Counterargument: The pursuit of profit often implies that corporations have to find ways to cut costs. And they often do so by ‘externalizing’ some of the costs of production, for example, by dumping waste into the river instead of installing a wastewater treatment facility.

Many of society’s problems are, in fact, caused by the unethical and irresponsible behaviors of corporations. Thus, it is reasonable to expect corporations and corporate executives to share some of the responsibility of solving society’s problems.

4. Since the 1970s, Friedman has been a fervent champion of ‘deregulation’. As a free market economist, Friedman thinks that government regulation is bad for business. Corporations, in his view, should have the freedom to do whatever they like without any government intervention or regulation.

Counterargument: From the 1980s onwards, we have witnessed a sharp rise in all kinds of corporate misconduct due to the lack of effective government regulation. According to Mill’s harm principle, governments should regulate, prohibit or punish any activities that harm others.

From society’s point of view, there is no reason to allow a corporation to do business if the corporation’s business activities and practices are likely to do more harm than good to other members of society.

To conclude, ideas have consequences, and bad ideas have bad consequences. Unfortunately, Friedman’s ideas have now become so influential that hardly a day goes by without hearing news of corporate misconduct or about irresponsible corporate executives who put profit before ethics or the common good.

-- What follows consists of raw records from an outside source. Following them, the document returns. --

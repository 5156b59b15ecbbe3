//! Single-entry guard for the ledger's mutating calls.
//!
//! The ledger hands custody and pricing collaborators control in the middle of an
//! operation. A collaborator holding a clone of the [`EntryLock`] that tries to call
//! back in sees [`LedgerError::Reentrant`] instead of a half-updated ledger.

use std::sync::atomic::{AtomicBool, Ordering};
use std::sync::Arc;

use tracing::warn;

use super::results::LedgerError;

#[derive(Debug, Clone, Default)]
pub struct EntryLock {
    held: Arc<AtomicBool>,
}

impl EntryLock {
    pub fn new() -> Self {
        Self::default()
    }

    pub fn is_held(&self) -> bool {
        self.held.load(Ordering::Acquire)
    }

    /// Takes the lock until the returned guard drops.
    pub fn try_enter(&self) -> Result<EntryGuard, LedgerError> {
        if self
            .held
            .compare_exchange(false, true, Ordering::AcqRel, Ordering::Acquire)
            .is_err()
        {
            warn!("reentrant ledger call rejected");
            return Err(LedgerError::Reentrant);
        }
        Ok(EntryGuard {
            held: Arc::clone(&self.held),
        })
    }
}

#[derive(Debug)]
#[must_use = "the lock is released as soon as the guard drops"]
pub struct EntryGuard {
    held: Arc<AtomicBool>,
}

impl Drop for EntryGuard {
    fn drop(&mut self) {
        self.held.store(false, Ordering::Release);
    }
}
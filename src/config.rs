// 7.0 config.rs: the one value object that separates chain deployments.
// fee caps, leverage cap, funding cadence, liquidation fee. logic is shared, numbers differ.
// 7.1 ChainProfile presets. 7.2 validate() enforces the hard caps.

use rust_decimal::Decimal;
use rust_decimal_macros::dec;
use serde::{Deserialize, Serialize};

use crate::types::{AccountId, Bps};

pub const MAX_TRADING_FEE_BPS: u16 = 500; // 5%
pub const MAX_LIQUIDATION_FEE_BPS: u16 = 1_000; // 10%
pub const LEVERAGE_CEILING: u16 = 100;
pub const MAX_QUOTE_DECIMALS: u32 = 18;

const ONE_HOUR_MS: i64 = 3_600_000;

/** funding cadence and rate shaping */
#[derive(Debug, Clone, PartialEq, Serialize, Deserialize)]
pub struct FundingParams {
    // minimum spacing between two index updates on one market
    pub interval_ms: i64,
    // rate per interval per unit of (max/min OI ratio - 1), as a fraction of notional
    pub rate_factor: Decimal,
    // index units per unit of quote per unit of size
    pub index_scale: Decimal,
    // cap on |rate| in index units per interval. None = uncapped
    pub max_rate: Option<Decimal>,
}

impl Default for FundingParams {
    fn default() -> Self {
        Self {
            interval_ms: ONE_HOUR_MS,
            rate_factor: dec!(0.0001),
            index_scale: dec!(1_000_000),
            max_rate: None,
        }
    }
}

// what happens to equity left over after the liquidator is paid
#[derive(Debug, Clone, Copy, PartialEq, Eq, Default, Serialize, Deserialize)]
#[serde(rename_all = "snake_case")]
pub enum LiquidationRemainder {
    // protocol keeps it
    #[default]
    Retain,
    // whatever equity is left after the liquidator fee goes back to the trader
    RefundTrader,
}

/** 7.1: per-chain economics. everything a deployment is allowed to differ on */
#[derive(Debug, Clone, PartialEq, Serialize, Deserialize)]
pub struct ChainConfig {
    pub name: String,
    // fee charged on size at close
    pub trading_fee_bps: u16,
    // liquidator reward as a share of the position's margin
    pub liquidation_fee_bps: u16,
    // upper bound for any market's max_leverage on this chain
    pub max_leverage: u16,
    // precision of the collateral token. amounts truncate here
    pub quote_decimals: u32,
    // receives trading fees
    pub fee_collector: AccountId,
    pub funding: FundingParams,
    pub liquidation_remainder: LiquidationRemainder,
}

impl Default for ChainConfig {
    fn default() -> Self {
        Self {
            name: "default".to_string(),
            trading_fee_bps: 10,      // 0.1%
            liquidation_fee_bps: 300, // 3%
            max_leverage: LEVERAGE_CEILING,
            quote_decimals: 6,
            fee_collector: AccountId(0),
            funding: FundingParams::default(),
            liquidation_remainder: LiquidationRemainder::Retain,
        }
    }
}

impl ChainConfig {
    pub fn trading_fee(&self) -> Bps {
        Bps::new(self.trading_fee_bps)
    }

    pub fn liquidation_fee(&self) -> Bps {
        Bps::new(self.liquidation_fee_bps)
    }

    pub fn with_fee_collector(mut self, collector: AccountId) -> Self {
        self.fee_collector = collector;
        self
    }

    // 7.2: hard caps. a deployment outside these never gets a ledger
    pub fn validate(&self) -> Result<(), ConfigError> {
        if self.trading_fee_bps > MAX_TRADING_FEE_BPS {
            return Err(ConfigError::TradingFeeTooHigh {
                bps: self.trading_fee_bps,
                max: MAX_TRADING_FEE_BPS,
            });
        }

        if self.liquidation_fee_bps > MAX_LIQUIDATION_FEE_BPS {
            return Err(ConfigError::LiquidationFeeTooHigh {
                bps: self.liquidation_fee_bps,
                max: MAX_LIQUIDATION_FEE_BPS,
            });
        }

        if self.max_leverage == 0 || self.max_leverage > LEVERAGE_CEILING {
            return Err(ConfigError::InvalidLeverageCap(self.max_leverage));
        }

        if self.quote_decimals > MAX_QUOTE_DECIMALS {
            return Err(ConfigError::InvalidPrecision(self.quote_decimals));
        }

        if self.funding.interval_ms <= 0 {
            return Err(ConfigError::InvalidFunding {
                reason: "interval must be positive".to_string(),
            });
        }

        if self.funding.index_scale <= Decimal::ZERO {
            return Err(ConfigError::InvalidFunding {
                reason: "index scale must be positive".to_string(),
            });
        }

        if self.funding.rate_factor < Decimal::ZERO {
            return Err(ConfigError::InvalidFunding {
                reason: "rate factor cannot be negative".to_string(),
            });
        }

        if matches!(self.funding.max_rate, Some(cap) if cap < Decimal::ZERO) {
            return Err(ConfigError::InvalidFunding {
                reason: "max rate cannot be negative".to_string(),
            });
        }

        Ok(())
    }
}

#[derive(Debug, Clone, PartialEq, Eq, thiserror::Error)]
pub enum ConfigError {
    #[error("Trading fee {bps}bps exceeds cap of {max}bps")]
    TradingFeeTooHigh { bps: u16, max: u16 },

    #[error("Liquidation fee {bps}bps exceeds cap of {max}bps")]
    LiquidationFeeTooHigh { bps: u16, max: u16 },

    #[error("Leverage cap {0} outside 1..=100")]
    InvalidLeverageCap(u16),

    #[error("Quote precision {0} exceeds 18 decimals")]
    InvalidPrecision(u32),

    #[error("Invalid funding params: {reason}")]
    InvalidFunding { reason: String },
}

// the four chains the venue ships on. same engine, different numbers.
#[derive(Debug, Clone, Copy, PartialEq, Eq, Serialize, Deserialize)]
#[serde(rename_all = "snake_case")]
pub enum ChainProfile {
    Solana,
    Ethereum,
    Arbitrum,
    Bnb,
}

impl ChainProfile {
    pub fn config(&self) -> ChainConfig {
        match self {
            ChainProfile::Solana => ChainConfig {
                name: "solana".to_string(),
                ..ChainConfig::default()
            },
            // fewer, larger trades on mainnet: lower leverage cap, slower funding
            ChainProfile::Ethereum => ChainConfig {
                name: "ethereum".to_string(),
                trading_fee_bps: 8,
                liquidation_fee_bps: 500,
                max_leverage: 50,
                funding: FundingParams {
                    interval_ms: 8 * ONE_HOUR_MS,
                    rate_factor: dec!(0.0008),
                    ..FundingParams::default()
                },
                ..ChainConfig::default()
            },
            ChainProfile::Arbitrum => ChainConfig {
                name: "arbitrum".to_string(),
                trading_fee_bps: 6,
                liquidation_fee_bps: 400,
                ..ChainConfig::default()
            },
            ChainProfile::Bnb => ChainConfig {
                name: "bnb".to_string(),
                trading_fee_bps: 5,
                liquidation_fee_bps: 300,
                quote_decimals: 18,
                funding: FundingParams {
                    max_rate: Some(dec!(10_000)), // 1% of notional per interval
                    ..FundingParams::default()
                },
                ..ChainConfig::default()
            },
        }
    }
}

/// Engine-local knobs that are not part of a deployment's economics.
#[derive(Debug, Clone)]
pub struct LedgerConfig {
    /// Maximum number of events to retain in memory.
    pub max_events: usize,
    /// Log every emitted event at info level.
    pub verbose: bool,
}

impl Default for LedgerConfig {
    fn default() -> Self {
        Self {
            max_events: 100_000,
            verbose: false,
        }
    }
}
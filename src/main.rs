//! Perpetual ledger simulation.
//!
//! Walks the ledger through its lifecycle: listing a market, opening and closing
//! positions, funding accrual, liquidation, and failure handling.

use perps_ledger::*;
use rust_decimal_macros::dec;

type SimLedger = PositionLedger<StaticPriceFeed, InMemoryCustody>;

const HOUR: i64 = 3_600_000;
const FEE_COLLECTOR: AccountId = AccountId(1_000);

fn main() -> Result<(), LedgerError> {
    println!("Perpetual Ledger Simulation");
    println!("Isolated Margin, Oracle Pricing, Index Funding\n");

    scenario_1_open_and_close()?;
    scenario_2_funding_accrual()?;
    scenario_3_liquidation_cascade()?;
    scenario_4_chain_profiles()?;
    scenario_5_failure_leaves_no_trace()?;

    println!("\nAll simulations completed successfully.");
    Ok(())
}

fn btc() -> OracleRef {
    OracleRef::new("BTC/USD")
}

fn new_ledger(chain: ChainConfig, price: rust_decimal::Decimal) -> Result<SimLedger, LedgerError> {
    let mut ledger = PositionLedger::new(
        chain.with_fee_collector(FEE_COLLECTOR),
        LedgerConfig::default(),
        StaticPriceFeed::new().with_price(&btc(), price),
        InMemoryCustody::new(),
    )?;

    ledger.add_market(
        MarketId(1),
        NewMarket {
            oracle: btc(),
            min_collateral: Quote::new(dec!(10)),
            max_leverage: 20,
            maintenance_margin_bps: 500,
        },
    )?;
    Ok(ledger)
}

/// A profitable long from open to close.
fn scenario_1_open_and_close() -> Result<(), LedgerError> {
    println!("Scenario 1: Open and Close\n");

    let mut ledger = new_ledger(ChainConfig::default(), dec!(1000))?;
    ledger.set_time(Timestamp::now());
    let alice = AccountId(1);
    ledger.custody_mut().fund(alice, dec!(1_000));
    ledger.custody_mut().seed_vault(dec!(10_000));

    let id = ledger.open(OpenRequest::new(MarketId(1), alice, Direction::Long, Quote::new(dec!(100)), 5))?;
    let pos = ledger.position(id).ok_or(LedgerError::PositionNotFound(id))?;
    println!("  Alice opens {} long {} @ ${} ({}x)", id, pos.size, pos.entry_price, pos.leverage);

    ledger.pricing_mut().set_price(&btc(), dec!(1100));
    let view = ledger.position_view(id)?;
    println!("  Price moves to ${}, unrealized PnL ${}", view.current_price, view.unrealized_pnl);

    let result = ledger.close(id, alice)?;
    println!("  Closed: pnl ${}, fee ${}, payout ${}", result.pnl, result.fee, result.payout);
    println!("  Alice wallet: ${}\n", ledger.custody().wallet(alice));
    Ok(())
}

/// A long-heavy book pays funding to the short side.
fn scenario_2_funding_accrual() -> Result<(), LedgerError> {
    println!("Scenario 2: Funding Accrual\n");

    let mut ledger = new_ledger(ChainConfig::default(), dec!(1000))?;
    let (bull, bear) = (AccountId(1), AccountId(2));
    ledger.custody_mut().fund(bull, dec!(10_000));
    ledger.custody_mut().fund(bear, dec!(10_000));

    let long_id = ledger.open(OpenRequest::new(MarketId(1), bull, Direction::Long, Quote::new(dec!(1000)), 10))?;
    let short_id = ledger.open(OpenRequest::new(MarketId(1), bear, Direction::Short, Quote::new(dec!(500)), 10))?;

    if let Some((long_oi, short_oi)) = ledger.open_interest(MarketId(1)) {
        println!("  Open interest: {} long, {} short", long_oi, short_oi);
    }

    for hour in 1..=24 {
        ledger.set_time(Timestamp::from_millis(hour * HOUR));
        ledger.update_funding_now(MarketId(1))?;
    }

    if let Some(market) = ledger.market(MarketId(1)) {
        println!("  Net open interest: {}", market.net_open_interest());
        println!("  After 24 intervals, funding index: {}", market.cumulative_funding_index);
    }
    println!("  Long owes ${}", ledger.position_view(long_id)?.funding_owed);
    println!("  Short owes ${}", ledger.position_view(short_id)?.funding_owed);

    match ledger.update_funding_now(MarketId(1)) {
        Err(e) => println!("  Repeat update in the same interval: {}\n", e),
        Ok(_) => println!("  Repeat update unexpectedly accepted\n"),
    }
    Ok(())
}

/// A sharp drop takes out the most leveraged longs first.
fn scenario_3_liquidation_cascade() -> Result<(), LedgerError> {
    println!("Scenario 3: Liquidation Cascade\n");

    let mut ledger = new_ledger(ChainConfig::default(), dec!(1000))?;
    let keeper = AccountId(99);

    for (n, leverage) in [2u16, 5, 10, 15, 20].into_iter().enumerate() {
        let trader = AccountId(n as u64 + 1);
        ledger.custody_mut().fund(trader, dec!(1_000));
        let id = ledger.open(OpenRequest::new(MarketId(1), trader, Direction::Long, Quote::new(dec!(100)), leverage))?;
        let view = ledger.position_view(id)?;
        match view.estimated_liquidation_price {
            Some(price) => println!("  {} {}x long, liquidation near ${}", id, leverage, price),
            None => println!("  {} {}x long, no liquidation price", id, leverage),
        }
    }

    for price in [dec!(980), dec!(950), dec!(920), dec!(870), dec!(700)] {
        ledger.pricing_mut().set_price(&btc(), price);
        let candidates = ledger.liquidation_candidates(MarketId(1))?;
        for id in candidates {
            let result = ledger.liquidate(id, keeper)?;
            println!("  ${}: liquidated {} (equity ${}, keeper fee ${})", price, id, result.equity, result.liquidator_fee);
        }
    }

    println!("  Survivors: {}", ledger.position_count());
    println!("  Keeper earned ${}\n", ledger.custody().wallet(keeper));
    Ok(())
}

/// Same trade on every supported chain.
fn scenario_4_chain_profiles() -> Result<(), LedgerError> {
    println!("Scenario 4: Chain Profiles\n");

    for profile in [ChainProfile::Solana, ChainProfile::Ethereum, ChainProfile::Arbitrum, ChainProfile::Bnb] {
        let chain = profile.config();
        let name = chain.name.clone();
        let mut ledger = new_ledger(chain, dec!(1000))?;
        let trader = AccountId(1);
        ledger.custody_mut().fund(trader, dec!(1_000));
        ledger.custody_mut().seed_vault(dec!(1_000));

        let id = ledger.open(OpenRequest::new(MarketId(1), trader, Direction::Short, Quote::new(dec!(100)), 10))?;
        ledger.pricing_mut().set_price(&btc(), dec!(990));
        let result = ledger.close(id, trader)?;
        println!("  {:<10} fee ${:<8} payout ${}", name, result.fee, result.payout);
    }
    println!();
    Ok(())
}

/// Custody and oracle failures leave the ledger untouched.
fn scenario_5_failure_leaves_no_trace() -> Result<(), LedgerError> {
    println!("Scenario 5: Failure Atomicity\n");

    let mut ledger = new_ledger(ChainConfig::default(), dec!(1000))?;
    let trader = AccountId(1);
    ledger.custody_mut().fund(trader, dec!(50));

    let events_before = ledger.events().len();
    match ledger.open(OpenRequest::new(MarketId(1), trader, Direction::Long, Quote::new(dec!(100)), 5)) {
        Err(e) => println!("  Underfunded open rejected ({:?}): {}", e.kind(), e),
        Ok(id) => println!("  Underfunded open unexpectedly created {}", id),
    }

    ledger.pricing_mut().remove_price(&btc());
    match ledger.open(OpenRequest::new(MarketId(1), trader, Direction::Long, Quote::new(dec!(10)), 5)) {
        Err(e) => println!("  Open without a price rejected ({:?}): {}", e.kind(), e),
        Ok(id) => println!("  Open without a price unexpectedly created {}", id),
    }

    println!("  Positions: {}, new events: {}", ledger.position_count(), ledger.events().len() - events_before);
    println!("  Trader wallet still ${}", ledger.custody().wallet(trader));
    Ok(())
}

Friedman’s ideas have been popularized by the mainstream media and are now accepted as undisputed truths by most people of the business world. Although many of his ideas are mistaken and harmful, they have been viewed as the cornerstone of modern economics and management studies.

As a result, few people these days care about ethics or the common good as long as the stock market goes up. Most people turn a blind eye to corporate misconduct as if they only care about share prices without paying any attention at all to what corporations actually do.

Tobacco companies and manufacturers of cluster bombs, for example, make huge profits. Undoubtedly, however, what these corporations do is harmful to others. Is it immoral to own shares of these corporations? Do you think that the pursuit of profit is more important that being socially responsible and showing concern for others?